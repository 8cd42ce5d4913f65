//! 模块源码与模块类别

use std::fmt::Display;
use std::path::{Path, PathBuf};
use std::str::FromStr;

/// 模块类别
///
/// 每个类别对应项目目录下的一个子目录
#[derive(Debug, Clone, Copy, PartialEq, Eq, Hash)]
pub enum ModuleKind {
    /// 搜索，单文件 `Search/code.js`
    Search,
    /// 详情，`Info/*.js`
    Info,
    /// 媒体，`Media/*.js`
    Media,
}

impl ModuleKind {
    /// 模块所在的子目录名
    pub fn dir_name(self) -> &'static str {
        match self {
            ModuleKind::Search => "Search",
            ModuleKind::Info => "Info",
            ModuleKind::Media => "Media",
        }
    }

    /// 命令行中使用的名称
    pub fn name(self) -> &'static str {
        match self {
            ModuleKind::Search => "search",
            ModuleKind::Info => "info",
            ModuleKind::Media => "media",
        }
    }

    /// 是否按目录批量运行
    pub fn is_batch(self) -> bool {
        !matches!(self, ModuleKind::Search)
    }
}

impl Display for ModuleKind {
    fn fmt(&self, f: &mut std::fmt::Formatter<'_>) -> std::fmt::Result {
        f.write_str(self.name())
    }
}

impl FromStr for ModuleKind {
    type Err = String;

    fn from_str(s: &str) -> Result<Self, Self::Err> {
        match s.to_ascii_lowercase().as_str() {
            "search" => Ok(ModuleKind::Search),
            "info" => Ok(ModuleKind::Info),
            "media" => Ok(ModuleKind::Media),
            other => Err(format!("未知的模块类别: {} (可选 search | info | media)", other)),
        }
    }
}

/// 一个模块文件的原始源码
#[derive(Debug, Clone)]
pub struct ModuleSource {
    /// 模块名（文件名）
    pub name: String,
    /// 文件路径（内存中构造的模块没有路径）
    pub path: Option<PathBuf>,
    /// 源码文本
    pub text: String,
}

impl ModuleSource {
    /// 从内存中的文本创建
    pub fn new(name: impl Into<String>, text: impl Into<String>) -> Self {
        Self {
            name: name.into(),
            path: None,
            text: text.into(),
        }
    }

    /// 从文件路径和已读取的文本创建
    pub fn from_file(path: &Path, text: String) -> Self {
        let name = path
            .file_name()
            .map(|n| n.to_string_lossy().to_string())
            .unwrap_or_else(|| path.display().to_string());
        Self {
            name,
            path: Some(path.to_path_buf()),
            text,
        }
    }
}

==============================

Activity
Without leaving anything out, repeat the data exactly.

Solved exercise
repository 8cd42ce5d4913f65
//! 模块源码与模块类别

use std::fmt::Display;
use std::path::{Path, PathBuf};
use std::str::FromStr;

/// 模块类别
///
/// 每个类别对应项目目录下的一个子目录
#[derive(Debug, Clone, Copy, PartialEq, Eq, Hash)]
pub enum ModuleKind {
    /// 搜索，单文件 `Search/code.js`
    Search,
    /// 详情，`Info/*.js`
    Info,
    /// 媒体，`Media/*.js`
    Media,
}

impl ModuleKind {
    /// 模块所在的子目录名
    pub fn dir_name(self) -> &'static str {
        match self {
            ModuleKind::Search => "Search",
            ModuleKind::Info => "Info",
            ModuleKind::Media => "Media",
        }
    }

    /// 命令行中使用的名称
    pub fn name(self) -> &'static str {
        match self {
            ModuleKind::Search => "search",
            ModuleKind::Info => "info",
            ModuleKind::Media => "media",
        }
    }

    /// 是否按目录批量运行
    pub fn is_batch(self) -> bool {
        !matches!(self, ModuleKind::Search)
    }
}

impl Display for ModuleKind {
    fn fmt(&self, f: &mut std::fmt::Formatter<'_>) -> std::fmt::Result {
        f.write_str(self.name())
    }
}

impl FromStr for ModuleKind {
    type Err = String;

    fn from_str(s: &str) -> Result<Self, Self::Err> {
        match s.to_ascii_lowercase().as_str() {
            "search" => Ok(ModuleKind::Search),
            "info" => Ok(ModuleKind::Info),
            "media" => Ok(ModuleKind::Media),
            other => Err(format!("未知的模块类别: {} (可选 search | info | media)", other)),
        }
    }
}

/// 一个模块文件的原始源码
#[derive(Debug, Clone)]
pub struct ModuleSource {
    /// 模块名（文件名）
    pub name: String,
    /// 文件路径（内存中构造的模块没有路径）
    pub path: Option<PathBuf>,
    /// 源码文本
    pub text: String,
}

impl ModuleSource {
    /// 从内存中的文本创建
    pub fn new(name: impl Into<String>, text: impl Into<String>) -> Self {
        Self {
            name: name.into(),
            path: None,
            text: text.into(),
        }
    }

    /// 从文件路径和已读取的文本创建
    pub fn from_file(path: &Path, text: String) -> Self {
        let name = path
            .file_name()
            .map(|n| n.to_string_lossy().to_string())
            .unwrap_or_else(|| path.display().to_string());
        Self {
            name,
            path: Some(path.to_path_buf()),
            text,
        }
    }
}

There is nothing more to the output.